Stored data

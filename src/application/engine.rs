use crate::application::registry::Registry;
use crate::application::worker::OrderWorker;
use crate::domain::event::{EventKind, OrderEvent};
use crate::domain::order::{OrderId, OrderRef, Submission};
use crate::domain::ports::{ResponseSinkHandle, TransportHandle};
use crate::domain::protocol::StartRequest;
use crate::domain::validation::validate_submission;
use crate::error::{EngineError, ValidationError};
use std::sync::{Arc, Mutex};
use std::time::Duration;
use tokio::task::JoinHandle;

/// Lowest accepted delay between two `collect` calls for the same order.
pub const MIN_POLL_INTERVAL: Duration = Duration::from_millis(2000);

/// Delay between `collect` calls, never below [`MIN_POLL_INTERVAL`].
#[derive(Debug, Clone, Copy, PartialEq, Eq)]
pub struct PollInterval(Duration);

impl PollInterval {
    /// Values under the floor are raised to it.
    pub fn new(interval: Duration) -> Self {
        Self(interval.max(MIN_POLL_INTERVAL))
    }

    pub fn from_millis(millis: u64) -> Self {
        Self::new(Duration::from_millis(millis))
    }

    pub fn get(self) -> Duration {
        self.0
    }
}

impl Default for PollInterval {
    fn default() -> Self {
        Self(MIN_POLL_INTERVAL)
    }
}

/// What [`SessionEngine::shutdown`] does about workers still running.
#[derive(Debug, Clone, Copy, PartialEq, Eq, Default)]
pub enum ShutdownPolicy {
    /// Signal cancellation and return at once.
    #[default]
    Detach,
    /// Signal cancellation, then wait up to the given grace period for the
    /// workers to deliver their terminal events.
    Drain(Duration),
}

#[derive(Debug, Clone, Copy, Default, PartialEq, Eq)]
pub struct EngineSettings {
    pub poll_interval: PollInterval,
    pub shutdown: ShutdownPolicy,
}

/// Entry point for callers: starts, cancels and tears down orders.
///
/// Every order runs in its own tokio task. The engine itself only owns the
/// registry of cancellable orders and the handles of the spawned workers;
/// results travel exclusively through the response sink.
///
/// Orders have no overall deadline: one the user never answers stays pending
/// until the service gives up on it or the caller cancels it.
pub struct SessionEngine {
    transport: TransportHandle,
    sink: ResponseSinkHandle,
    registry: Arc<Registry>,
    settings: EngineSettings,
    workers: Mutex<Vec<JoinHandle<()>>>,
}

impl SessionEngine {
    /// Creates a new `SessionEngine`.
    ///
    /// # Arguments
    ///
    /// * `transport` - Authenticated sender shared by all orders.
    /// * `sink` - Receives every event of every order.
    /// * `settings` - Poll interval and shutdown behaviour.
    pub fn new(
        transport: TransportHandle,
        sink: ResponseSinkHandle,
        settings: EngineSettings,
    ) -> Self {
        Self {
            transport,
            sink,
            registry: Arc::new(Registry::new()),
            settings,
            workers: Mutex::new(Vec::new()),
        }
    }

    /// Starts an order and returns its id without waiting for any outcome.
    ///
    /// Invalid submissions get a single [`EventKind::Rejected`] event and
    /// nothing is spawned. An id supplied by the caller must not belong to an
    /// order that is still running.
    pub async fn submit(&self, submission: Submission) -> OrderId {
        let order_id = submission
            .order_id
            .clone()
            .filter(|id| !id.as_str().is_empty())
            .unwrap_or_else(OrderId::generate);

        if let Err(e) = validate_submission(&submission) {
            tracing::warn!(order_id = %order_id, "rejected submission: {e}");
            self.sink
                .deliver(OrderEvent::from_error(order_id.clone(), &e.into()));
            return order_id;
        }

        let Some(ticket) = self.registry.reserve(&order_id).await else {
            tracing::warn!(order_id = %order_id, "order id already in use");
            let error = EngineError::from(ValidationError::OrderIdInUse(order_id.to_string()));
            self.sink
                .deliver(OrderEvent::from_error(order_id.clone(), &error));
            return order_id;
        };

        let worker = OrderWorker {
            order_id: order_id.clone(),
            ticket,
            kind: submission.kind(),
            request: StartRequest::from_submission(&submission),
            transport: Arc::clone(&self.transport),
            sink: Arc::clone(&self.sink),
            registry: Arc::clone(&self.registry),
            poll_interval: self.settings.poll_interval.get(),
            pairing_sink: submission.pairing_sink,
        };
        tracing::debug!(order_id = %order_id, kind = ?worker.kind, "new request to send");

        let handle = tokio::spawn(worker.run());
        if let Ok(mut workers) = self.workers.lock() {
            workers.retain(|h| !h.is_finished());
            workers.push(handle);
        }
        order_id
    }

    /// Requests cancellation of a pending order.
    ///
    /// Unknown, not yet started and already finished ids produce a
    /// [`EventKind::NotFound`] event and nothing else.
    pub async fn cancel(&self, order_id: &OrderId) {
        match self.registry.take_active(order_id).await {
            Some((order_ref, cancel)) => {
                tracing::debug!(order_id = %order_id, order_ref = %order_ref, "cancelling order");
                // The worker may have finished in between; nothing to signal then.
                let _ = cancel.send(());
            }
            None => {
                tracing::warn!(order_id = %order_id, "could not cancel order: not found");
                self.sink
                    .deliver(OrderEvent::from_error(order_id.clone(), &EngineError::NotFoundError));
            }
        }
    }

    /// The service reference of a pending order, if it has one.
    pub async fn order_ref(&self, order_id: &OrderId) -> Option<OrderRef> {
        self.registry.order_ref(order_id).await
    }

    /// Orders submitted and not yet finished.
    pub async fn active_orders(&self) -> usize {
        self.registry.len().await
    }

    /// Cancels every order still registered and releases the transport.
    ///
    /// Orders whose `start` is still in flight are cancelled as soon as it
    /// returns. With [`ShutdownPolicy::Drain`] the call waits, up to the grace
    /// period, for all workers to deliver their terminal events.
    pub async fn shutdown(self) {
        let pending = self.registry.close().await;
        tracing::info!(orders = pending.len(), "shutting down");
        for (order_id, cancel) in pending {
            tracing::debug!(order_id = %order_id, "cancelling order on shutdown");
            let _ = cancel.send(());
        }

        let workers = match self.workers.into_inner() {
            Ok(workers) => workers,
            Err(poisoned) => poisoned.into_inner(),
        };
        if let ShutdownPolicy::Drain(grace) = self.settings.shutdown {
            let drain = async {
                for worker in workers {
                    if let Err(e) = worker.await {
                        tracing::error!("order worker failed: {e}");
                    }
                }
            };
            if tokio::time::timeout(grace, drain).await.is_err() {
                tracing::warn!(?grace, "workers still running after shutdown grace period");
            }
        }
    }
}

> [The problem]: Which lines of the data contain the word "JoinHandle"? Copy each one.

> [Output for this exercise]:
use tokio::task::JoinHandle;
    workers: Mutex<Vec<JoinHandle<()>>>,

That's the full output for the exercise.